Hello, for some reason I just cannot get a grip on extracting data from a web page. I received some help in the past but that page does not work anymore. I have found a new one but can not seem to get the data.
The new site is
and the data I am trying to extract is the
Year: into a field named newyr
Make: into a field named newmake
Model: into a field named newmodel
and
Types of Fuel: into a field named newfuel
some sample VINS are I have in a field named vin
1GNKVHKD9GJ212190
1GKS2GKC2GR224013
1GYEC63TX3R174318
1GNFK16T23R316468
1GCGTCE30G1240485
any help would be appreciated.
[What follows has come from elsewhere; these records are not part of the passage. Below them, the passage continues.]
use clap::Parser;
use std::io::Write;
use std::path::{Path, PathBuf};
use std::time::Duration;
use tokio::io::{AsyncBufReadExt, AsyncWriteExt, BufReader};
use tokio::time::sleep;
use tracing::{debug, error, info, warn};

/// Test child for mcp-proxy E2E testing
#[derive(Parser, Debug)]
#[command(name = "testexe")]
#[command(about = "Test child process for mcp-proxy testing", long_about = None)]
struct Args {
    /// Artifact path as passed by the proxy (only logged)
    artifact: Option<PathBuf>,

    /// Exit code to return when the run ends or a signal arrives
    #[arg(long, default_value = "0")]
    exit_code: i32,

    /// Milliseconds to run before exiting (0 = run until signalled)
    #[arg(long, default_value = "0")]
    run_duration_ms: u64,

    /// Copy stdin lines to stdout
    #[arg(long)]
    echo: bool,

    /// Print "started pid=<pid>" on stdout at startup
    #[arg(long)]
    banner: bool,

    /// Keep running after SIGTERM (only SIGKILL stops it)
    #[arg(long)]
    ignore_sigterm: bool,

    /// Append one line with the pid to this file at startup
    #[arg(long)]
    spawn_log: Option<PathBuf>,
}

#[tokio::main]
async fn main() {
    // stdout is the data channel, logs go to stderr
    tracing_subscriber::fmt()
        .with_writer(std::io::stderr)
        .with_target(false)
        .with_ansi(false)
        .init();

    let args = Args::parse();
    let pid = std::process::id();
    info!(pid, "Starting testexe with args: {:?}", args);

    if let Some(path) = &args.spawn_log {
        if let Err(e) = append_line(path, &pid.to_string()) {
            error!("Failed to write spawn log {}: {}", path.display(), e);
            std::process::exit(1);
        }
    }

    // Install handlers before announcing readiness
    #[cfg(unix)]
    let signal_task = tokio::spawn(wait_for_signal(register_signals(), args.ignore_sigterm));
    #[cfg(not(unix))]
    let signal_task = tokio::spawn(async {
        let _ = tokio::signal::ctrl_c().await;
    });

    if args.banner {
        let mut stdout = tokio::io::stdout();
        let _ = stdout.write_all(format!("started pid={}\n", pid).as_bytes()).await;
        let _ = stdout.flush().await;
    }

    if args.echo {
        tokio::spawn(echo_stdin());
    }

    info!("Testexe is fully operational");

    let run_duration = args.run_duration_ms;
    let run_timer = async move {
        if run_duration > 0 {
            sleep(Duration::from_millis(run_duration)).await;
        } else {
            std::future::pending::<()>().await;
        }
    };

    tokio::select! {
        _ = run_timer => {
            info!("Run duration ({}ms) reached, exiting", run_duration);
        }
        _ = signal_task => {
            info!("Testexe received signal");
        }
    }

    info!("Testexe stopped");
    std::process::exit(args.exit_code);
}

fn append_line(path: &Path, line: &str) -> std::io::Result<()> {
    let mut file = std::fs::OpenOptions::new()
        .create(true)
        .append(true)
        .open(path)?;
    writeln!(file, "{}", line)
}

async fn echo_stdin() {
    let mut lines = BufReader::new(tokio::io::stdin()).lines();
    let mut stdout = tokio::io::stdout();

    loop {
        match lines.next_line().await {
            Ok(Some(line)) => {
                debug!("Echoing {} bytes", line.len());
                if stdout.write_all(format!("{}\n", line).as_bytes()).await.is_err()
                    || stdout.flush().await.is_err()
                {
                    warn!("stdout closed, stopping echo");
                    return;
                }
            }
            Ok(None) => {
                info!("stdin closed");
                return;
            }
            Err(e) => {
                warn!("Failed to read stdin: {}", e);
                return;
            }
        }
    }
}

#[cfg(unix)]
type UnixSignals = (tokio::signal::unix::Signal, tokio::signal::unix::Signal);

#[cfg(unix)]
fn register_signals() -> UnixSignals {
    use tokio::signal::unix::{signal, SignalKind};

    match (signal(SignalKind::terminate()), signal(SignalKind::interrupt())) {
        (Ok(term), Ok(int)) => (term, int),
        (Err(e), _) | (_, Err(e)) => {
            error!("Failed to setup signal handlers: {}", e);
            std::process::exit(1);
        }
    }
}

#[cfg(unix)]
async fn wait_for_signal((mut sigterm, mut sigint): UnixSignals, ignore_sigterm: bool) {
    loop {
        tokio::select! {
            _ = sigterm.recv() => {
                if ignore_sigterm {
                    warn!("Received SIGTERM, ignoring");
                    continue;
                }
                info!("Received SIGTERM");
                return;
            }
            _ = sigint.recv() => {
                info!("Received SIGINT");
                return;
            }
        }
    }
}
I seem to have a block on this type of stuff.
the code I have so far is (not much)
Local theSource
Loop
LoadURL theSource, “trustvin.com”
newyr= tagdata(theSource,DON’T KNOW WHAT GOES HERE")
newmake= tagdata(theSource,DON’T KNOW WHAT GOES HERE")
newmodel= tagdata(theSource,DON’T KNOW WHAT GOES HERE")
newfuel= tagdata(theSource,DON’T KNOW WHAT GOES HERE")
DownRecord
Until info(“Stopped”)
What you are looking for is the text that goes before and after the text you want to extract. I would use a couple of nested tagdata( for each item. For example
Unfortunately I still cannot get this to work. Panorama 6 says that the following code is OK, and it seems to work it’s way down through the list of VIN’s but it does not return any data from the web site. I have looked at chapter 3 of the Programming Techniques and looked at the weatherpage example, still can’t see what is wrong. Any suggestions? (I put in messages to see what was being returned as you will see.)
What you didn’t do, unfortunately, is check to see if any data was coming back from the loadurl statement. Since it is likely to be a lot of data, I would use the displaydata statement, like this:
loadurl theSource, ...
displaydata theSource
Had you done that, you would have immediately seen that it wasn’t the text you were expecting (probably a 404 error message). That would have narrowed the problem down to the loadurl line, rather than the entire procedure, making the problem much easier to find.
The secret to debugging is almost always figuring how to break the problem down into smaller sections. When you get to a small enough section, the answer is often obvious.
Wow Gary, you have a good eye to spot that out of all that code!
Well, not so much a sharp eye as logical troubleshooting. Here is what I did to quickly get to the problem.
!. Confirmed the URL was valid in my browser.
2. Insert a displaydata after the loadurl statement to see what is returned.
3. When the displaydata was never executed check the url formula with:
message “https://trustvin.com/"+vin+"-VIN”
4 See why the inner quotes and their included text is being included in this output.
5. Notice the beginning smart quote in the url and also plain quotes in the middle and a trailing smart quote at the end.